**What is being asked**
Every line from the start of the records below to the line containing "A writing system" should be retyped exactly, that line included, and no others.

**Stored data**
%%

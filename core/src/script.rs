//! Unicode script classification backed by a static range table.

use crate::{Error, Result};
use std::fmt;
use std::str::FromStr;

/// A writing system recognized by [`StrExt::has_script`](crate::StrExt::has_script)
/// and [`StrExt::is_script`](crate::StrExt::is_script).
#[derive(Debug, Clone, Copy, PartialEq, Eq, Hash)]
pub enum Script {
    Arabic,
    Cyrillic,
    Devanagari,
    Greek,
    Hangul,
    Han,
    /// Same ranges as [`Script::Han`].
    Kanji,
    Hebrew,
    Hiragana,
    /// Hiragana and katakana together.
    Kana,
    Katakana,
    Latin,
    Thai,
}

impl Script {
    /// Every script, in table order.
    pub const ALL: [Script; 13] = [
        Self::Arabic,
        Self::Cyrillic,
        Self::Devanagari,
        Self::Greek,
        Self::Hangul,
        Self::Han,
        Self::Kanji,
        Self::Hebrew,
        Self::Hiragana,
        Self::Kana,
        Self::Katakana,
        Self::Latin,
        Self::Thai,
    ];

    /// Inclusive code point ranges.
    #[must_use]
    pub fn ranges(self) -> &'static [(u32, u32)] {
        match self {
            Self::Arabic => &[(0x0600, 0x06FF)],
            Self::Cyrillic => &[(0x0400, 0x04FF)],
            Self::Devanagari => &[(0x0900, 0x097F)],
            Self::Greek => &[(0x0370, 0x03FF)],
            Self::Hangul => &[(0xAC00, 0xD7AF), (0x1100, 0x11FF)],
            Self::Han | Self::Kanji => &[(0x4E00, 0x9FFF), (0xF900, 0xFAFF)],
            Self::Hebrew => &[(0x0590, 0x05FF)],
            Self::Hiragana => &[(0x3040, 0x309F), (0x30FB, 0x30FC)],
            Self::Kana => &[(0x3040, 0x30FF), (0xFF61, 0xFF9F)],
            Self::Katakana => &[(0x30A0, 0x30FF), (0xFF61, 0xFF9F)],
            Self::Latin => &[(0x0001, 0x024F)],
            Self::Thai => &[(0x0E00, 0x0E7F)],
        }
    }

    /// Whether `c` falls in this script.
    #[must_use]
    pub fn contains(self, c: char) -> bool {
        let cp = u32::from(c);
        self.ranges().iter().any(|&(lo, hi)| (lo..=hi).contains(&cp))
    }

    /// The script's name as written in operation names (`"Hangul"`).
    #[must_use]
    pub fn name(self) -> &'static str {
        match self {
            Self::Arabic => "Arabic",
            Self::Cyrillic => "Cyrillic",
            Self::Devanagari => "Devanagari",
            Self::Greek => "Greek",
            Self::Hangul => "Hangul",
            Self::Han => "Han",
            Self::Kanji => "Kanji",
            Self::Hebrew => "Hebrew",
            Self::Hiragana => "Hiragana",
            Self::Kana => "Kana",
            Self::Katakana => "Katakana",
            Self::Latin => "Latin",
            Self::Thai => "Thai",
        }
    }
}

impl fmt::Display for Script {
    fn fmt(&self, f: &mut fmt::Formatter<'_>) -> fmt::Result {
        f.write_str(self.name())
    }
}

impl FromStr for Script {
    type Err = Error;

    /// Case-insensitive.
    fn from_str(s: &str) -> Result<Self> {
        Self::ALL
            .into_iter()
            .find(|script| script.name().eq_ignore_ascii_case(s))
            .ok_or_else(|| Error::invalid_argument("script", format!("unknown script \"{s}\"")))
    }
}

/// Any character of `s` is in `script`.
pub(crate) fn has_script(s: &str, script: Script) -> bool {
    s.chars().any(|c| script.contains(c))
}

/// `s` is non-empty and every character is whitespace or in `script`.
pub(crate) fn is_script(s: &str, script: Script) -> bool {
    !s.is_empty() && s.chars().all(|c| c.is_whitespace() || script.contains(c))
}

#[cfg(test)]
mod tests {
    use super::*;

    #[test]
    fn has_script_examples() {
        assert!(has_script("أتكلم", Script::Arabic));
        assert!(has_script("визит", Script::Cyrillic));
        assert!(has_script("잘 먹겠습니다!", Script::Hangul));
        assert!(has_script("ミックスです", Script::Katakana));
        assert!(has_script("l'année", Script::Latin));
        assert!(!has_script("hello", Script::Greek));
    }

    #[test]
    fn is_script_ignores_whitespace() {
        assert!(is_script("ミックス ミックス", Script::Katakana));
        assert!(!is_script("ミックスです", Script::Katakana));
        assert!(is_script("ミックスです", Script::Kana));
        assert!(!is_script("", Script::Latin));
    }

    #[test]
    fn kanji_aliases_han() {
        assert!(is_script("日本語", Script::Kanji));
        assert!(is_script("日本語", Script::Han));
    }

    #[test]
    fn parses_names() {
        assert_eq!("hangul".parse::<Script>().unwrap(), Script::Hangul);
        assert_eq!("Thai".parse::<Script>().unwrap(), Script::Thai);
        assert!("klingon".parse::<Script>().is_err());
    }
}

%%

**Response below**
filename core/src/script.rs
//! Unicode script classification backed by a static range table.

use crate::{Error, Result};
use std::fmt;
use std::str::FromStr;

/// A writing system recognized by [`StrExt::has_script`](crate::StrExt::has_script)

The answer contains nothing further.